5. Omdat verweerder een nieuw besluit heeft genomen, veroordeelt de rechtbank verweerder wel in de proceskosten van eiseres.
6. De kosten voor de door een derde beroepsmatig verleende rechtsbijstand stelt de rechtbank vast op € 1.897,50 (1 punt voor het indienen van het beroepschrift, 1 punt voor het verschijnen ter zitting, 0,5 punt voor het indienen van een zienswijze, met een waarde per punt van € 759,- en een wegingsfactor 1).
7. De rechtbank ziet ook aanleiding om verweerder te veroordelen de kosten van de door eiseres ingeschakelde deskundige te vergoeden. De rechtbank vindt het redelijk dat eiseres een deskundige heeft ingeschakeld tijdens de beroepsprocedure. De kosten die daarvoor zijn gemaakt moet verweerder vergoeden, voor zover die redelijk zijn. Deze kosten stelt de rechtbank vast op grond van artikel 2, eerste lid, aanhef en onder b, van het Besluit proceskosten bestuursrecht en overeenkomstig het bepaalde bij en krachtens de Wet tarieven in strafzaken. Op grond van het Besluit tarieven in strafzaken 2003 geldt voor bedrijfsartsen een maximumtarief van € 134,04 per uur. Uit de overgelegde factuur blijkt dat een uurtarief van € 121,95 is gefactureerd. De rechtbank vindt de door gefactureerde uren bovendien redelijk. De kosten voor de door eiseres ingeschakelde deskundige stelt de rechtbank dan ook vast op € 2.360,95 (inclusief btw). Verweerder moet daarnaast de kosten voor het opvragen van medische informatie van € 82,02 vergoeden. De totale proceskosten zijn daarom € 4.340,47. Daarnaast dient verweerder het door eiseres betaalde griffierecht aan hem te vergoeden.

Beslissing

De rechtbank:
  • verklaart het beroep tegen het bestreden besluit 1 en het bestreden besluit 2 niet-ontvankelijk;
  • veroordeelt verweerder tot betaling aan eiseres van € 4.340,47 aan proceskosten;
- draagt verweerder op het betaalde griffierecht van € 345,- aan eiseres te vergoeden.
Deze uitspraak is gedaan door mr.

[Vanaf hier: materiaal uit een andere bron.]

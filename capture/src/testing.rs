//! In-crate fakes for the camera, the backend and the sink.

use std::cell::{Cell, RefCell};
use std::collections::HashMap;
use std::rc::Rc;

use anyhow::{bail, Result};
use async_trait::async_trait;
use tokio::sync::{mpsc, Notify};

use stickframes_common::landmarks::{LandmarkBundle, LandmarkKind};
use stickframes_common::protocol::UploadResult;

use crate::backend::Backend;
use crate::camera::{Camera, GrantedStream, MediaStream, RecorderEvent};
use crate::error::{PipelineError, RetrievalError, UploadError};
use crate::media::VideoBlob;
use crate::sink::LandmarkSink;

// ── camera ───────────────────────────────────────────────────────────────

#[derive(Default)]
struct TrackState {
    live: Cell<bool>,
    stop_requests: Cell<usize>,
    events: RefCell<Option<mpsc::UnboundedSender<RecorderEvent>>>,
}

/// Camera tracks whose state stays observable after they are handed over.
#[derive(Clone, Default)]
pub(crate) struct FakeTracks {
    state: Rc<TrackState>,
}

impl FakeTracks {
    pub(crate) fn new() -> Self {
        let tracks = Self::default();
        tracks.state.live.set(true);
        tracks
    }

    fn with_events(events: mpsc::UnboundedSender<RecorderEvent>) -> Self {
        let tracks = Self::new();
        *tracks.state.events.borrow_mut() = Some(events);
        tracks
    }

    pub(crate) fn is_live(&self) -> bool {
        self.state.live.get()
    }

    pub(crate) fn stop_requests(&self) -> usize {
        self.state.stop_requests.get()
    }

    /// Simulate the encoder emitting a chunk.
    pub(crate) fn emit(&self, chunk: &[u8]) {
        if let Some(tx) = self.state.events.borrow().as_ref() {
            let _ = tx.send(RecorderEvent::DataAvailable(chunk.to_vec()));
        }
    }
}

impl MediaStream for FakeTracks {
    fn request_stop(&mut self) {
        self.state.stop_requests.set(self.state.stop_requests.get() + 1);
        if let Some(tx) = self.state.events.borrow().as_ref() {
            let _ = tx.send(RecorderEvent::Stopped);
        }
    }

    fn stop_tracks(&mut self) {
        self.state.live.set(false);
    }
}

pub(crate) struct FakeCamera {
    grant: Cell<bool>,
    opened: Cell<usize>,
    current: RefCell<Option<FakeTracks>>,
}

impl FakeCamera {
    pub(crate) fn new() -> Self {
        FakeCamera {
            grant: Cell::new(true),
            opened: Cell::new(0),
            current: RefCell::new(None),
        }
    }

    pub(crate) fn deny(&self) {
        self.grant.set(false);
    }

    pub(crate) fn opened(&self) -> usize {
        self.opened.get()
    }

    /// Tracks handed out by the most recent grant.
    pub(crate) fn tracks(&self) -> Option<FakeTracks> {
        self.current.borrow().clone()
    }
}

#[async_trait(?Send)]
impl Camera for FakeCamera {
    async fn open(&self) -> Result<GrantedStream, PipelineError> {
        if !self.grant.get() {
            return Err(PipelineError::Permission("NotAllowedError: permission denied".into()));
        }
        self.opened.set(self.opened.get() + 1);
        let (tx, events) = mpsc::unbounded_channel();
        let tracks = FakeTracks::with_events(tx);
        *self.current.borrow_mut() = Some(tracks.clone());
        Ok(GrantedStream {
            tracks: Box::new(tracks),
            events,
        })
    }
}

// ── backend ──────────────────────────────────────────────────────────────

/// Backend double.  Locators are derived from the uploaded file's stem;
/// a locator without served text answers `404 Not Found`.
pub(crate) struct FakeBackend {
    reachable: Cell<bool>,
    upload_status: RefCell<Option<String>>,
    malformed: Cell<bool>,
    texts: RefCell<HashMap<String, String>>,
    holds: RefCell<HashMap<String, Rc<Notify>>>,
    pings: Cell<usize>,
    uploads: RefCell<Vec<(String, usize)>>,
    fetches: Cell<usize>,
}

impl FakeBackend {
    pub(crate) fn new() -> Self {
        FakeBackend {
            reachable: Cell::new(true),
            upload_status: RefCell::new(None),
            malformed: Cell::new(false),
            texts: RefCell::new(HashMap::new()),
            holds: RefCell::new(HashMap::new()),
            pings: Cell::new(0),
            uploads: RefCell::new(Vec::new()),
            fetches: Cell::new(0),
        }
    }

    pub(crate) fn locators_for(stem: &str) -> UploadResult {
        UploadResult {
            body_landmarks: format!("/download/{stem}_body.txt"),
            left_hand_landmarks: format!("/download/{stem}_left_hand.txt"),
            right_hand_landmarks: format!("/download/{stem}_right_hand.txt"),
        }
    }

    pub(crate) fn set_reachable(&self, reachable: bool) {
        self.reachable.set(reachable);
    }

    pub(crate) fn fail_uploads_with(&self, status: &str) {
        *self.upload_status.borrow_mut() = Some(status.to_string());
    }

    pub(crate) fn answer_malformed(&self) {
        self.malformed.set(true);
    }

    /// Serve landmark texts for uploads of `<stem>.*`.
    pub(crate) fn serve(&self, stem: &str, body: &str, left_hand: &str, right_hand: &str) {
        let locators = Self::locators_for(stem);
        let mut texts = self.texts.borrow_mut();
        texts.insert(locators.body_landmarks, body.to_string());
        texts.insert(locators.left_hand_landmarks, left_hand.to_string());
        texts.insert(locators.right_hand_landmarks, right_hand.to_string());
    }

    pub(crate) fn remove(&self, locator: &str) {
        self.texts.borrow_mut().remove(locator);
    }

    /// Keep the upload of `file_name` pending until the returned gate is
    /// notified.
    pub(crate) fn hold_upload(&self, file_name: &str) -> Rc<Notify> {
        let gate = Rc::new(Notify::new());
        self.holds
            .borrow_mut()
            .insert(file_name.to_string(), gate.clone());
        gate
    }

    pub(crate) fn pings(&self) -> usize {
        self.pings.get()
    }

    pub(crate) fn uploads(&self) -> Vec<(String, usize)> {
        self.uploads.borrow().clone()
    }

    pub(crate) fn fetches(&self) -> usize {
        self.fetches.get()
    }
}

#[async_trait(?Send)]
impl Backend for FakeBackend {
    async fn ping(&self) -> Result<()> {
        self.pings.set(self.pings.get() + 1);
        if !self.reachable.get() {
            bail!("connection refused");
        }
        Ok(())
    }

    async fn upload(&self, video: &VideoBlob) -> Result<UploadResult, UploadError> {
        self.uploads
            .borrow_mut()
            .push((video.file_name.clone(), video.len()));

        let gate = self.holds.borrow().get(&video.file_name).cloned();
        if let Some(gate) = gate {
            gate.notified().await;
        }

        if let Some(status) = self.upload_status.borrow().clone() {
            return Err(UploadError::Status(status));
        }
        if self.malformed.get() {
            return Err(UploadError::Malformed("missing field `body_landmarks`".into()));
        }
        let stem = video
            .file_name
            .split('.')
            .next()
            .unwrap_or_default()
            .to_string();
        Ok(Self::locators_for(&stem))
    }

    async fn fetch_landmarks(
        &self,
        kind: LandmarkKind,
        locator: &str,
    ) -> Result<String, RetrievalError> {
        self.fetches.set(self.fetches.get() + 1);
        tokio::task::yield_now().await;
        self.texts
            .borrow()
            .get(locator)
            .cloned()
            .ok_or_else(|| RetrievalError::Status {
                kind,
                status: "404 Not Found".into(),
            })
    }
}

// ── sink ─────────────────────────────────────────────────────────────────

#[derive(Default)]
pub(crate) struct RecordingSink {
    received: RefCell<Vec<LandmarkBundle>>,
}

impl RecordingSink {
    pub(crate) fn received(&self) -> Vec<LandmarkBundle> {
        self.received.borrow().clone()
    }
}

impl LandmarkSink for RecordingSink {
    fn on_landmarks_received(&self, bundle: &LandmarkBundle) {
        self.received.borrow_mut().push(bundle.clone());
    }
}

J. Wolbrink, rechter, in aanwezigheid van mr. A. Belhadi, griffier
.De beslissing is uitgesproken op 28 maart 2022 en zal openbaar worden gemaakt via publicatie op rechtspraak.nl.
griffier rechter
Afschrift verzonden aan partijen op:

Rechtsmiddel

Tegen deze uitspraak kan binnen zes weken na de dag van verzending daarvan hoger beroep worden ingesteld bij de Centrale Raad van Beroep.

Voetnoten

1.Zie bijvoorbeeld de uitspraak van 2 maart 2022, ECLI:NL:CRVB:2022:422.